1 Hektar Kebun Sawit Milik Warga Tercemar Akibat Aktifitas Batching Plan PT. Adhipati Bangun Negara
Batanghari-Halojambinews : Lebih kurang satu hektar kebun sawit milik Samsul Bahri (58) di RT 12 Desa Sungai Buluh Kecamatan Muara Bulian, yang lokasinya persis berada di samping PT.Adhipati Bangun Negara milik Hendri, tercemari oleh debu semen proses batching plan yang memproduksi beton curah siap pakai.
Pantauan Halojambinews, Selasa kemaren (24/09/2019), di kebun milik warga RT 15/RW 08 Rengas Condong tersebut, pencemaran yang diakibatkan oleh proses batching plant, banyak debu semen menempel di seluruh batang sawit milik Samsul.
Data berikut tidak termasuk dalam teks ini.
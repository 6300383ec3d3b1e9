//! Modules every page loads, in dependency order.

use std::sync::Arc;

use tracing::{debug, info, warn};

use wu_client::ApiClient;

use super::{BootContext, Module, ModuleList};
use crate::auth::Role;
use crate::error::BootError;
use crate::gating::apply_role_gated_ui;
use crate::partials::PartialResolver;
use crate::summary::SummaryCache;

/// Attribute marking "my profile" links.
pub const MY_PROFILE_ATTR: &str = "data-myprofile";

/// The shared list: config, API client, optimistic paint, partials,
/// authoritative auth, profile links.
#[must_use]
pub fn modules() -> ModuleList {
    vec![
        Box::new(Config),
        Box::new(ApiClientModule),
        Box::new(OptimisticAuth),
        Box::new(Partials),
        Box::new(Auth),
        Box::new(ProfileLinks),
    ]
}

/// Applies page `<meta>` overrides to the configuration.
#[derive(Debug, Clone, Copy)]
pub struct Config;

#[async_trait::async_trait]
impl Module for Config {
    fn name(&self) -> &'static str {
        "config"
    }

    async fn init(&self, ctx: &mut BootContext) -> Result<(), BootError> {
        ctx.config.apply_meta(&ctx.document);
        if ctx.config.api_base_url.trim().is_empty() {
            return Err(BootError::Config("api base url is empty".to_owned()));
        }
        debug!(api = %ctx.config.api_base_url, media = ?ctx.config.media_base_url, "config loaded");
        Ok(())
    }
}

/// Builds the API client from the configuration.
#[derive(Debug, Clone, Copy)]
pub struct ApiClientModule;

#[async_trait::async_trait]
impl Module for ApiClientModule {
    fn name(&self) -> &'static str {
        "api-client"
    }

    async fn init(&self, ctx: &mut BootContext) -> Result<(), BootError> {
        let api = ApiClient::new(ctx.config.api_config(), Arc::clone(&ctx.session))?;
        ctx.api = Some(Arc::new(api));
        Ok(())
    }
}

/// Paints gated UI from the cached user summary before the session arrives.
#[derive(Debug, Clone, Copy)]
pub struct OptimisticAuth;

#[async_trait::async_trait]
impl Module for OptimisticAuth {
    fn name(&self) -> &'static str {
        "optimistic-auth"
    }

    async fn init(&self, ctx: &mut BootContext) -> Result<(), BootError> {
        let cache = SummaryCache::new(Arc::clone(&ctx.storage.local), ctx.config.summary_ttl);
        if let Some(state) = cache.optimistic_state().await? {
            debug!(subject = state.subject_id(), "painting from cached user summary");
            apply_role_gated_ui(&mut ctx.document, &state);
            ctx.optimistic = Some(state);
        }
        Ok(())
    }
}

/// Resolves `data-include` placeholders.
#[derive(Debug, Clone, Copy)]
pub struct Partials;

#[async_trait::async_trait]
impl Module for Partials {
    fn name(&self) -> &'static str {
        "partials"
    }

    async fn init(&self, ctx: &mut BootContext) -> Result<(), BootError> {
        let resolver = PartialResolver::new(Arc::clone(&ctx.fragments))
            .with_max_passes(ctx.config.include_max_passes);
        let report = resolver.resolve(&mut ctx.document).await;
        if report.passes > 0 {
            info!(
                passes = report.passes,
                resolved = report.resolved,
                failed = report.failed,
                "partials resolved"
            );
        }
        ctx.partials = Some(report);
        Ok(())
    }
}

/// Resolves the authoritative auth state, gates the page, and reconciles
/// the summary cache.
#[derive(Debug, Clone, Copy)]
pub struct Auth;

#[async_trait::async_trait]
impl Module for Auth {
    fn name(&self) -> &'static str {
        "auth"
    }

    async fn init(&self, ctx: &mut BootContext) -> Result<(), BootError> {
        let state = ctx.resolver().get_auth_state().await;
        apply_role_gated_ui(&mut ctx.document, &state);
        ctx.auth = Some(state.clone());

        let cache = SummaryCache::new(Arc::clone(&ctx.storage.local), ctx.config.summary_ttl);
        if cache.reconcile(&state).await? {
            debug!("auth changed since last page load");
        }
        Ok(())
    }
}

/// Points `data-myprofile` links at the user's own profile page.
#[derive(Debug, Clone, Copy)]
pub struct ProfileLinks;

impl ProfileLinks {
    /// Link target for the current state.
    fn target(ctx: &BootContext) -> &'static str {
        let state = ctx.auth_state();
        if !state.signed_in() {
            return "/login.html";
        }
        match state.role() {
            Some(Role::Promoter) => "/profile_promoter.html",
            Some(Role::Wrestler) => "/profile_wrestler.html",
            // No role, or both: there is no single profile to link to.
            None => "/index.html",
        }
    }
}

#[async_trait::async_trait]
impl Module for ProfileLinks {
    fn name(&self) -> &'static str {
        "profile-links"
    }

    async fn init(&self, ctx: &mut BootContext) -> Result<(), BootError> {
        let links = ctx.document.elements_with_attr(MY_PROFILE_ATTR);
        if links.is_empty() {
            return Ok(());
        }
        let target = Self::target(ctx);
        for link in links {
            if ctx.document.tag(link) != Some("a") {
                warn!(tag = ?ctx.document.tag(link), "data-myprofile on a non-link element");
            }
            ctx.document.set_attr(link, "href", target);
        }
        Ok(())
    }
}
//! Promoter dashboard: own tryouts and the applications to each.

use futures::future::join_all;
use wu_client::{Application, ApiError};

use super::tryouts::tryout_card;
use super::{empty_state, render_error, render_into};
use crate::boot::{BootContext, Module};
use crate::dom::escape_html;
use crate::error::BootError;

const LIST_ID: &str = "my-tryouts";

fn application_item(a: &Application) -> String {
    let who = a
        .applicant
        .as_ref()
        .map(|p| p.stage_name.as_str())
        .filter(|s| !s.is_empty())
        .unwrap_or("Unnamed applicant");
    let reel = a
        .reel_link
        .as_deref()
        .filter(|l| l.starts_with("https://") || l.starts_with("http://"))
        .map(|l| format!(r#" <a href="{}" rel="noopener">Reel</a>"#, escape_html(l)))
        .unwrap_or_default();
    format!(
        r#"<li class="application"><strong>{}</strong> <time>{}</time><p>{}</p>{reel}</li>"#,
        escape_html(who),
        escape_html(&a.timestamp),
        escape_html(&a.notes),
    )
}

fn applications_block(result: &Result<Vec<Application>, ApiError>) -> String {
    match result {
        Ok(apps) if apps.is_empty() => empty_state("No applications yet."),
        Ok(apps) => {
            let items: String = apps.iter().map(application_item).collect();
            format!(r#"<ul class="applications">{items}</ul>"#)
        }
        Err(e) => format!(
            r#"<p class="error">Could not load applications. {}</p>"#,
            escape_html(&e.to_string())
        ),
    }
}

/// Lists `/tryouts/mine`, fetching every tryout's applications concurrently.
#[derive(Debug, Clone, Copy)]
pub struct Dashboard;

#[async_trait::async_trait]
impl Module for Dashboard {
    fn name(&self) -> &'static str {
        "dashboard"
    }

    async fn init(&self, ctx: &mut BootContext) -> Result<(), BootError> {
        if ctx.document.get_element_by_id(LIST_ID).is_none() {
            return Ok(());
        }
        let api = ctx.api()?;
        let tryouts = match api.my_tryouts().await {
            Ok(t) => t,
            Err(e) => {
                render_error(&mut ctx.document, LIST_ID, "your tryouts", &e);
                return Ok(());
            }
        };
        if tryouts.is_empty() {
            render_into(&mut ctx.document, LIST_ID, &empty_state("You have not posted any tryouts."));
            return Ok(());
        }

        let applications = join_all(tryouts.iter().map(|t| api.list_applications(&t.id))).await;
        let html: String = tryouts
            .iter()
            .zip(&applications)
            .map(|(t, apps)| {
                format!(
                    r#"<section class="dashboard-tryout">{}{}</section>"#,
                    tryout_card(t),
                    applications_block(apps)
                )
            })
            .collect();
        render_into(&mut ctx.document, LIST_ID, &html);
        Ok(())
    }
}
Tidak hanya itu, aktifitas keluar masuknya truk pembawa aspal curah perusahaan tersebut, menimbulkan debu yang tidak baik bagi kesehatan. Akibat debu semen tersebut, mencemari seluruh isi kebun sawit milik Samsul. " Sebelum ada pabrik ini, dalam satu bulan kebun saya menghasilkan buah 1 sampai 1,3 ton buah sawit. Namun sekarang, sejak beroperasinya, produksi buah sawit saya menurun, hanya menghasilkan 600 kilo saja " ungkap Samsul.
Tidak hanya itu, lanjutnya,akibat proses batching plan tersebut, menimbulkan getaran keras dan berpengaruh terhadap pertumbuhan buah sawit. " Getaran yang ditimbulkan oleh mesin batching plan tersebut, mengakibatkan lambatnya pohon sawit saya berbuah." tidak lagi.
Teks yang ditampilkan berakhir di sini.